Among cases treated surgically for pancreatic trauma, 20- 40% will present complications. The key is prevention, including appropriate surgical options, delicate operation, definite hemostasis, and adequate drainage. Common complications following pancreaticoduodenal trauma include hemorrhage, pancreatic fistula, pancreatitis, pseudocysts, and abscess that need to be managed by multidisciplinary collaboration [14,25,33].
(1) Abdominal hemorrhage known as delayed hemorrhage can originate from the pancreatic bed or the surrounding vessels as a result of corroded fistulas. Control of pancreatic fistula can prevent postoperative bleeding. The majority of arterial hemorrhage can be diagnosed and treated by Digital Subtraction Angiography (DSA).
(2) The formation of pancreatic fistula is the most common complication after surgical treatment for pancreatic trauma. Adequate external drainage, control of infection and nutritional support are the mainstays of management. Endoscopic management of disrupted pancreatic ducts or strictures improves the outcomes of conservative treatment. Upwards of 90% will be closed within 8 weeks while only about 10% require surgical intervention [34].
(3) Pancreatitis is a complication of unrecognized pancreatic duct injury. Reported incidence of pancreatitis is as high as 17%. The majority of these can spontaneously resolve. Those with recurrent episodes can be treated with ERCP-guided stent placement.
(4) Peripancreatic abscess occurs in around 20% of patients. These cases usually can be treated percutaneously, while some patients need surgical intervention.

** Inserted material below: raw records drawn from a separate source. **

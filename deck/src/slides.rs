//! Slide collection: create, delete, reorder and drag resolution.
//!
//! DESIGN
//! ======
//! Slides are addressed by index for navigation and by id for drag and drop.
//! A reorder is validated as a permutation of the current slide ids before
//! anything is written, and it stamps `order = index` on every slide so the
//! persisted document carries the sequence explicitly.
//!
//! A presentation never drops below one slide.

#[cfg(test)]
#[path = "slides_test.rs"]
mod slides_test;

use std::collections::HashSet;

use crate::error::DeckError;
use crate::model::{Presentation, Slide, SlideId};

/// Move the item at `from` to `to`, shifting the items in between.
/// Out-of-range indices leave the list unchanged.
#[must_use]
pub fn array_move<T: Clone>(items: &[T], from: usize, to: usize) -> Vec<T> {
    let mut out = items.to_vec();
    if from < out.len() && to < out.len() {
        let item = out.remove(from);
        out.insert(to, item);
    }
    out
}

impl Presentation {
    #[must_use]
    pub fn slide(&self, index: usize) -> Option<&Slide> {
        self.slides.get(index)
    }

    /// # Errors
    ///
    /// Returns `SlideOutOfRange` for an index past the end.
    pub fn slide_mut(&mut self, index: usize) -> Result<&mut Slide, DeckError> {
        let len = self.slides.len();
        self.slides.get_mut(index).ok_or(DeckError::SlideOutOfRange { index, len })
    }

    #[must_use]
    pub fn slide_index(&self, id: &str) -> Option<usize> {
        self.slides.iter().position(|s| s.id == id)
    }

    /// Clamp a requested index (for example from a `?slide=` parameter) to
    /// the slides that exist.
    #[must_use]
    pub fn clamp_index(&self, index: usize) -> usize {
        index.min(self.slides.len().saturating_sub(1))
    }

    /// Append an empty slide and return its index.
    pub fn create_slide(&mut self) -> usize {
        self.slides.push(Slide::new());
        self.slides.len() - 1
    }

    /// Delete the slide at `index` and return the new current index.
    ///
    /// # Errors
    ///
    /// Returns `LastSlide` when only one slide remains, and
    /// `SlideOutOfRange` for an index past the end. Nothing is removed in
    /// either case.
    pub fn delete_slide(&mut self, index: usize) -> Result<usize, DeckError> {
        let len = self.slides.len();
        if len <= 1 {
            return Err(DeckError::LastSlide);
        }
        if index >= len {
            return Err(DeckError::SlideOutOfRange { index, len });
        }
        self.slides.remove(index);
        Ok(index.min(self.slides.len() - 1))
    }

    /// Move one slide and stamp the new order.
    ///
    /// # Errors
    ///
    /// Returns `SlideOutOfRange` if either index is past the end.
    pub fn move_slide(&mut self, from: usize, to: usize) -> Result<(), DeckError> {
        let len = self.slides.len();
        for index in [from, to] {
            if index >= len {
                return Err(DeckError::SlideOutOfRange { index, len });
            }
        }
        let moved = array_move(&self.slides, from, to);
        self.reorder(moved)
    }

    /// Replace the slide list with a permutation of itself and set each
    /// slide's `order` to its new position.
    ///
    /// # Errors
    ///
    /// Returns `NotAPermutation` if `ordered` does not hold exactly the
    /// current slide ids.
    pub fn reorder(&mut self, mut ordered: Vec<Slide>) -> Result<(), DeckError> {
        if ordered.len() != self.slides.len() {
            return Err(DeckError::NotAPermutation);
        }
        let current: HashSet<&str> = self.slides.iter().map(|s| s.id.as_str()).collect();
        let mut seen = HashSet::new();
        for slide in &ordered {
            if !current.contains(slide.id.as_str()) || !seen.insert(slide.id.as_str()) {
                return Err(DeckError::NotAPermutation);
            }
        }
        for (index, slide) in ordered.iter_mut().enumerate() {
            slide.order = Some(index);
        }
        self.slides = ordered;
        Ok(())
    }
}

// =============================================================================
// DRAG AND DROP
// =============================================================================

/// End of a drag gesture over the slide list, by slide identity.
#[derive(Debug, Clone, PartialEq, Eq)]
pub struct DragEnd {
    pub active: SlideId,
    /// Slide under the pointer, if the drop landed on one.
    pub over: Option<SlideId>,
}

/// Compute the reordered slide list for a finished drag. Returns `None` when
/// the drop is a no-op: dropped on itself, outside the list, or on an id
/// that is not present.
#[must_use]
pub fn resolve_drag(slides: &[Slide], drag: &DragEnd) -> Option<Vec<Slide>> {
    let over = drag.over.as_deref()?;
    if over == drag.active {
        return None;
    }
    let from = slides.iter().position(|s| s.id == drag.active)?;
    let to = slides.iter().position(|s| s.id == over)?;
    Some(array_move(slides, from, to))
}

/// A slide thumbnail's centre in the sortable list, in pixels.
#[derive(Debug, Clone, PartialEq)]
pub struct SlideTile {
    pub id: SlideId,
    pub center: (f64, f64),
}

/// Closest-centre collision: the tile whose centre is nearest the pointer.
#[must_use]
pub fn closest_center(tiles: &[SlideTile], pointer: (f64, f64)) -> Option<&SlideId> {
    let distance = |tile: &SlideTile| {
        let dx = tile.center.0 - pointer.0;
        let dy = tile.center.1 - pointer.1;
        dx * dx + dy * dy
    };
    tiles.iter().min_by(|a, b| distance(a).total_cmp(&distance(b))).map(|tile| &tile.id)
}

(5) Regardless of the causes, almost 60% of pseudocysts will spontaneously resolve in 6-8 weeks. ERCP can be used to determine involvement of the main pancreatic duct. If there is no communication of the duct with the pseudocyst, drainage can be carried out percutaneously with CT or endoscopic US (EUS) guidance. When communication with the main pancreatic duct exists, drainage with a transpancreatic stent with or without intracavity drainage works well with EUS. Endoscopic treatment with successful resolution occurs in around 90% of patients with low recurrence rates [35]. Surgical drainage is selected if the conditions for endoscopy are inappropriate.

Summary

The early diagnosis and grading of pancreaticoduodenal injury is important to guide individual management. In early stages, management of pancreaticoduodenal injuries should be based on the identified risks; surgeons typically strive to take simple approaches to treat life-threatening complications and restore the body’s and organ’s potential. In delayed stage, in view of the traumatic situation and secondary complications, multidisciplinary collaborations should be undertaken to ensure a practical approach and improve prognosis. It is necessary for a surgeon to treat and cure patients with the following understanding: “Performing the wonderful operation at the right time and place!”.